## Instructions to follow
Bring together all lines from the listing below that contain the string "Warning".

## Record excerpts
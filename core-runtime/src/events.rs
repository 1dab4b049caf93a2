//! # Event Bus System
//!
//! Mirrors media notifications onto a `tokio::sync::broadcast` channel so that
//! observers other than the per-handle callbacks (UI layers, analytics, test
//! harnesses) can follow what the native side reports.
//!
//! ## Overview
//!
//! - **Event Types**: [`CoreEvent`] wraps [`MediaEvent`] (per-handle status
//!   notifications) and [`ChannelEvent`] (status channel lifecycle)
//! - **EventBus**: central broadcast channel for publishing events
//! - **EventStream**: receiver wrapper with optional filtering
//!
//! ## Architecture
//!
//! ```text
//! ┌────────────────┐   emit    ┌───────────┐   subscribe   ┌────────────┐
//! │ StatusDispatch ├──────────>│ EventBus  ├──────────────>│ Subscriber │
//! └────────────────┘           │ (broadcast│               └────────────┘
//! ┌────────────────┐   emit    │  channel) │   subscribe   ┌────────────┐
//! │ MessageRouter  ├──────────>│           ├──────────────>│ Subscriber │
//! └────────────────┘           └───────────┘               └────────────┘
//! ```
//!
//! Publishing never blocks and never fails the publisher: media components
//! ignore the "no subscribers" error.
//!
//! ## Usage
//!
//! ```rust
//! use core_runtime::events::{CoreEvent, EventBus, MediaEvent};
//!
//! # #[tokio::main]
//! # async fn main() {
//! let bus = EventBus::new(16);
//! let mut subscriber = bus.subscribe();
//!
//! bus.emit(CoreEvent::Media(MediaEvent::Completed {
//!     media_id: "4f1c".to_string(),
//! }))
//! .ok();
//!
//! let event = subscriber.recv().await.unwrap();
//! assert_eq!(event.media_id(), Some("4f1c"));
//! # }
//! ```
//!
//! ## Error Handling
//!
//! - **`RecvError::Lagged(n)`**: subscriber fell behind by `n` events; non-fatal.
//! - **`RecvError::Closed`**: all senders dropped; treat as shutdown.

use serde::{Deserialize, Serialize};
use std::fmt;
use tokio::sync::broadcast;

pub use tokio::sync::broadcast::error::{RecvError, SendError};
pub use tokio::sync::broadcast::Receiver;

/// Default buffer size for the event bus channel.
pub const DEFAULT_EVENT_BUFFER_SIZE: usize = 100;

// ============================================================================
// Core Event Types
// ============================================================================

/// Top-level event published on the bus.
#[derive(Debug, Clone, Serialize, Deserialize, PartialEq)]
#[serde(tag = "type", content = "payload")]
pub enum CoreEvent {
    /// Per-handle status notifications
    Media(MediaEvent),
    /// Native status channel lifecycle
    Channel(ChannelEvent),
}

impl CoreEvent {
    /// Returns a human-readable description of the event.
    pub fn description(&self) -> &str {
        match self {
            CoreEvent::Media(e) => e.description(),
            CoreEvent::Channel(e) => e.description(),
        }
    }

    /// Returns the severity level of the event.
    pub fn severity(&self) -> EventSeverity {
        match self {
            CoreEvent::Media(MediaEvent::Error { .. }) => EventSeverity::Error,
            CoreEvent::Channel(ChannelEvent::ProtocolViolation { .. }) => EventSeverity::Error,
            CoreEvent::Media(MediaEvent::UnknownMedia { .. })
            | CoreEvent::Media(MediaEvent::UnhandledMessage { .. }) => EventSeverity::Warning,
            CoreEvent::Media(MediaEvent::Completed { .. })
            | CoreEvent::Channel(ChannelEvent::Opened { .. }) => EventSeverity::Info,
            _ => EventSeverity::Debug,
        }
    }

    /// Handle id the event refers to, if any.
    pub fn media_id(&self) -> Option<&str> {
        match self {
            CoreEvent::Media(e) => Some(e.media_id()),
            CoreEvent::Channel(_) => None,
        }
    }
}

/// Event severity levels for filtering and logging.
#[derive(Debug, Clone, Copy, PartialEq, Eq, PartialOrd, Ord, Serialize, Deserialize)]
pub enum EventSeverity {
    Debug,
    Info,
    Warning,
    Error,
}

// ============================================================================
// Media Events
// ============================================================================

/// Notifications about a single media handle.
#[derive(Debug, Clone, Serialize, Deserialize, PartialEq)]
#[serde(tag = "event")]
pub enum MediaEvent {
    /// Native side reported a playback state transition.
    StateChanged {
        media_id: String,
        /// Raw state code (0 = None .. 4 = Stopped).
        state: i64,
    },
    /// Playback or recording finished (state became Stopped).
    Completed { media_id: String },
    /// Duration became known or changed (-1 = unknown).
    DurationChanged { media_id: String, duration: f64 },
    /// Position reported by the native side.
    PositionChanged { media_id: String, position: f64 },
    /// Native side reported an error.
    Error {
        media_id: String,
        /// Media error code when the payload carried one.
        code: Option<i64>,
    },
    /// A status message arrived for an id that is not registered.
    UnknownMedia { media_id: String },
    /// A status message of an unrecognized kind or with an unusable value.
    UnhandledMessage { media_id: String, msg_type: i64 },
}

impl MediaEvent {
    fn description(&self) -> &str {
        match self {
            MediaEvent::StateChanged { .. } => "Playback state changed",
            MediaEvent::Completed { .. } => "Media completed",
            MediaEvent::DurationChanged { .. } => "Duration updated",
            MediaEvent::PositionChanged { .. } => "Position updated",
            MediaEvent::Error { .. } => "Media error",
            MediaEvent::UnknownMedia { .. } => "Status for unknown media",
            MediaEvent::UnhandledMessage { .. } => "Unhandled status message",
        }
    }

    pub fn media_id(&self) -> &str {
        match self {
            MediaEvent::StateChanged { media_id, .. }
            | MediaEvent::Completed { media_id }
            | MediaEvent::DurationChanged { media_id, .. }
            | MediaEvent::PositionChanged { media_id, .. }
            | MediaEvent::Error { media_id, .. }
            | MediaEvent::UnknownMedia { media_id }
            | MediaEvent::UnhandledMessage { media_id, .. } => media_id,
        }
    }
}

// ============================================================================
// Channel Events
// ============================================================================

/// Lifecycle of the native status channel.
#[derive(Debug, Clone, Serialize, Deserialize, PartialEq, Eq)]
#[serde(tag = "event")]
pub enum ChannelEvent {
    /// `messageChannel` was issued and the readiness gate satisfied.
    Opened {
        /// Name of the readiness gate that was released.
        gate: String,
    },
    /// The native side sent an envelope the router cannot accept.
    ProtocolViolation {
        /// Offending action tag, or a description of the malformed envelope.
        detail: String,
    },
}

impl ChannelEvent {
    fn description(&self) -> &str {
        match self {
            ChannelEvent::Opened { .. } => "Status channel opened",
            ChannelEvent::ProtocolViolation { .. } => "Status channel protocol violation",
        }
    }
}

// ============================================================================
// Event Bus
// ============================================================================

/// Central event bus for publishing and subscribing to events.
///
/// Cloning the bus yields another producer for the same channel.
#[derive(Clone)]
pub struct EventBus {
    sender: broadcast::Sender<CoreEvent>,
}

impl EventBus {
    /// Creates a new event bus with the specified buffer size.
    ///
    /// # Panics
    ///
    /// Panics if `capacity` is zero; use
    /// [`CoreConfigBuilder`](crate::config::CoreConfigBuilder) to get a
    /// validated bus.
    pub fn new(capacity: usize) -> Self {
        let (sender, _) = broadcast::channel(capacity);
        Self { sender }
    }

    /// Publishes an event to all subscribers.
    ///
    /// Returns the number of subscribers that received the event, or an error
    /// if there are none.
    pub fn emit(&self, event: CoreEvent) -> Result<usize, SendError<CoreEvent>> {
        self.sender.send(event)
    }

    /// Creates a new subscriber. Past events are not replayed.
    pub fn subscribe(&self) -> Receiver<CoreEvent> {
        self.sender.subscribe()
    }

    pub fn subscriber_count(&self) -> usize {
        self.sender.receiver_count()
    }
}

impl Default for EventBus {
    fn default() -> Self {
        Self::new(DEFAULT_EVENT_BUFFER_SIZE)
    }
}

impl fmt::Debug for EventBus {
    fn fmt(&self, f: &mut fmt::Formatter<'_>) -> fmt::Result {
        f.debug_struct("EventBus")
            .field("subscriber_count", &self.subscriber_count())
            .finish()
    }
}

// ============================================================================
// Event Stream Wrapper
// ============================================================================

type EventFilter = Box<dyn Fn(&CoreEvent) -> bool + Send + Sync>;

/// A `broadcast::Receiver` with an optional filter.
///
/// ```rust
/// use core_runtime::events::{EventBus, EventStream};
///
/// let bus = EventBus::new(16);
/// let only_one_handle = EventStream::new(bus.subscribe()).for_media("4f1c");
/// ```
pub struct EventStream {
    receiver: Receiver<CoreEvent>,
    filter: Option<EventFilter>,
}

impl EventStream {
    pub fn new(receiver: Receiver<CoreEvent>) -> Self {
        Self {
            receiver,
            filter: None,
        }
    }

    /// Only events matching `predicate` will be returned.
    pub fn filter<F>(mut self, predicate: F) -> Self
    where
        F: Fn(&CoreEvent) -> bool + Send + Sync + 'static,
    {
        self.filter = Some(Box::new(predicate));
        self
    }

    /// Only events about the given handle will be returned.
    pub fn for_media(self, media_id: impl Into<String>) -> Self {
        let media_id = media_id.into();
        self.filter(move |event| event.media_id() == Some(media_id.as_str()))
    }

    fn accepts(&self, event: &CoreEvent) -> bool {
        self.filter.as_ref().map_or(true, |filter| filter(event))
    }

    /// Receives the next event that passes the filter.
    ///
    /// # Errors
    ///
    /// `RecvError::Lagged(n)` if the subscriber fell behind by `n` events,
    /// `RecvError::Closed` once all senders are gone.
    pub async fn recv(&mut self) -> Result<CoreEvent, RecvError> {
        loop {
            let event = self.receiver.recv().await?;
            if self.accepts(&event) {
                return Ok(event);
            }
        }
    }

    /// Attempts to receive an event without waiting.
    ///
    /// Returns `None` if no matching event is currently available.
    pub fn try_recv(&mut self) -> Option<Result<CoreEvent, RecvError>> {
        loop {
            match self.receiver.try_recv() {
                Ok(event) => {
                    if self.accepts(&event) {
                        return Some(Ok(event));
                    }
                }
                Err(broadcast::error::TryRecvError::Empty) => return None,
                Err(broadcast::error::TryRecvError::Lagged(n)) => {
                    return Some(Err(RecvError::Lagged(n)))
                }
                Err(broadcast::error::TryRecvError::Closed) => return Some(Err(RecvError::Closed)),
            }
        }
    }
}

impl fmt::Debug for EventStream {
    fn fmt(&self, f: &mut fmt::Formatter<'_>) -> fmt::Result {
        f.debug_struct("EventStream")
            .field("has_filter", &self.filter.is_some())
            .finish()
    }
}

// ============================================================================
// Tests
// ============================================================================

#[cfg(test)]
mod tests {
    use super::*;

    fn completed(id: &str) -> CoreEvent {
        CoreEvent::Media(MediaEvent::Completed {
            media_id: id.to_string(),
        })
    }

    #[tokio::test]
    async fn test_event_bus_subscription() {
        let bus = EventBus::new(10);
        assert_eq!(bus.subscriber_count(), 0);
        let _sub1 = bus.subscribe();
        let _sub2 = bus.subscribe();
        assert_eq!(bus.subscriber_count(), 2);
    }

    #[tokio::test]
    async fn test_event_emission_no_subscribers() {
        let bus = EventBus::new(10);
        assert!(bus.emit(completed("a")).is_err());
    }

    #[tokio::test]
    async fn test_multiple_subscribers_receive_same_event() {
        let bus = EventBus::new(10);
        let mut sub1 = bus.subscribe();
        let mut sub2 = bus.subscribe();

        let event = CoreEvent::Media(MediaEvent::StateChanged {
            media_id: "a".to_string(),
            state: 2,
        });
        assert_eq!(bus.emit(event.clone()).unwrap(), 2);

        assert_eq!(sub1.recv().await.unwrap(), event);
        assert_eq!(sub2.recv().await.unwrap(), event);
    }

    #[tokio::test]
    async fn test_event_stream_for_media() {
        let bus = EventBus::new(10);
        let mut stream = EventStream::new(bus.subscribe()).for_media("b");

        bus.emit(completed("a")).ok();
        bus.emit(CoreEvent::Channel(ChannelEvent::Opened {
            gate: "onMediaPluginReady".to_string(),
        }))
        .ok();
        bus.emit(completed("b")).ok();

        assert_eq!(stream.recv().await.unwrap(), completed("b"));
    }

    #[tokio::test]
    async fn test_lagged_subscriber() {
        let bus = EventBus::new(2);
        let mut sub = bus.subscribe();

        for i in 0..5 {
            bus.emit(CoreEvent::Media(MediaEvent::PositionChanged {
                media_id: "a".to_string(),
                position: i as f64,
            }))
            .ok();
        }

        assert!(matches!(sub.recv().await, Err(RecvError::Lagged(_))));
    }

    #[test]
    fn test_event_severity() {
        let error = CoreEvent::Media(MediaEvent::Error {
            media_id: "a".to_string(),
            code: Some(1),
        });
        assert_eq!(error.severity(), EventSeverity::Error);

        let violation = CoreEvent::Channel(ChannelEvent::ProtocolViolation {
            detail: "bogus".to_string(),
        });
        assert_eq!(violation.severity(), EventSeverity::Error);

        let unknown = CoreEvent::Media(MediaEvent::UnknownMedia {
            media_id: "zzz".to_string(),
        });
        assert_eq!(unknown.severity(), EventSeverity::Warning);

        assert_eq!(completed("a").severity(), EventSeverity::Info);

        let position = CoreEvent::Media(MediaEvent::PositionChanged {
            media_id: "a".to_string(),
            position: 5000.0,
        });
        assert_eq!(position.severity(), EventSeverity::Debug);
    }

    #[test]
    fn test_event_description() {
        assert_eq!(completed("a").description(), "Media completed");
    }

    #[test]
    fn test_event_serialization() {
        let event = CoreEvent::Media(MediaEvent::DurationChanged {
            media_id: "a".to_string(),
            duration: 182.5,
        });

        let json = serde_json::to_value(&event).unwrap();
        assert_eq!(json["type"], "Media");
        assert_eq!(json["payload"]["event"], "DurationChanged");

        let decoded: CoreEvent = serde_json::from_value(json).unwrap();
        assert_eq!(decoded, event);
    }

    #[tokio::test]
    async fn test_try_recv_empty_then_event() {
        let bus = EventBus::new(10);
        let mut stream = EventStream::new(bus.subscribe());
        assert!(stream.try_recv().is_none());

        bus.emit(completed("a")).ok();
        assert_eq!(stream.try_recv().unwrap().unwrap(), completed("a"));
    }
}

--

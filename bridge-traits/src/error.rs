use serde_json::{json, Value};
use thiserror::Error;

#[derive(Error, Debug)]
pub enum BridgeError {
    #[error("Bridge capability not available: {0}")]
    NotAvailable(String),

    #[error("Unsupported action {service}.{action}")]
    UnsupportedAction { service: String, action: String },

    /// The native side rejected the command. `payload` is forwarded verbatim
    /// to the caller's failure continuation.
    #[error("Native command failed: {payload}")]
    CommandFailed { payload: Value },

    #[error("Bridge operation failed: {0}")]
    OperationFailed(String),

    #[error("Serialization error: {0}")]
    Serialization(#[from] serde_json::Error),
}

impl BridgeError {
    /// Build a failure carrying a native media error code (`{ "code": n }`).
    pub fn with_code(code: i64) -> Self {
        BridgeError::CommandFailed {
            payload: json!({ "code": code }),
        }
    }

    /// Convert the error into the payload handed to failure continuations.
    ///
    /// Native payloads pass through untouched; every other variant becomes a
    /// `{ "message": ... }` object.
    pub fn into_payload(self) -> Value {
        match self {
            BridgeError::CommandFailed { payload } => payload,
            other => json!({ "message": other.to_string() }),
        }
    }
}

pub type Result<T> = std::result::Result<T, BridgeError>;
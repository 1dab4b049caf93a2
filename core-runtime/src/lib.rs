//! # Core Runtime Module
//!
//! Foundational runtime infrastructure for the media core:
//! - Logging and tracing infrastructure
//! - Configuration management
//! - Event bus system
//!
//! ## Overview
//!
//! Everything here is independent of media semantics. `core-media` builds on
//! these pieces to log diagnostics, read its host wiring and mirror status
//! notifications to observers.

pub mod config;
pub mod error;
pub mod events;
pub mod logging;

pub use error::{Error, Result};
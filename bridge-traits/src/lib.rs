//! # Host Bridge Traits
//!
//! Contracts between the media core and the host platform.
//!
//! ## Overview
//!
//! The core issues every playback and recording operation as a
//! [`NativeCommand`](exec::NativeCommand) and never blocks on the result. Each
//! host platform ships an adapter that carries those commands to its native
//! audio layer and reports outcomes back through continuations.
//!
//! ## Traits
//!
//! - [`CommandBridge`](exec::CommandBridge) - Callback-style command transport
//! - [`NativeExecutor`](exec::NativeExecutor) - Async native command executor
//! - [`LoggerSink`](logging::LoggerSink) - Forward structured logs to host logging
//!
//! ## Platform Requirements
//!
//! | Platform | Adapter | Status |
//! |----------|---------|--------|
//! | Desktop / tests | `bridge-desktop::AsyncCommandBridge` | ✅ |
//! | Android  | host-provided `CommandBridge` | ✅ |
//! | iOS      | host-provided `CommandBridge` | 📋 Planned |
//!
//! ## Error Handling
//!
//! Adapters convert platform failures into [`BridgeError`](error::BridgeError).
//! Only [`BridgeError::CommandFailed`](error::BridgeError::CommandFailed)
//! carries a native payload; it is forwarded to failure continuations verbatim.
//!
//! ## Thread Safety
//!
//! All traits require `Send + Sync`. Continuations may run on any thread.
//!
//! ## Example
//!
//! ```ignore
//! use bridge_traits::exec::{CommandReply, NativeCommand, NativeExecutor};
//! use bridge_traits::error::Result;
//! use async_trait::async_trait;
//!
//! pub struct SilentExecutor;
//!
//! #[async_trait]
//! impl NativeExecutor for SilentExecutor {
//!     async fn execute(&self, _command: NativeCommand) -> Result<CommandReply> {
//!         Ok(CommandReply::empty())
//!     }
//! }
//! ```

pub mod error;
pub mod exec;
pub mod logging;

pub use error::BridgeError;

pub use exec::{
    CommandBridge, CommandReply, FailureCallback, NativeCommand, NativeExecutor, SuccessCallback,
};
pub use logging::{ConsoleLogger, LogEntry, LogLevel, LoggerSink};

## Written response
            | CoreEvent::Media(MediaEvent::UnhandledMessage { .. }) => EventSeverity::Warning,
    Warning,
        assert_eq!(unknown.severity(), EventSeverity::Warning);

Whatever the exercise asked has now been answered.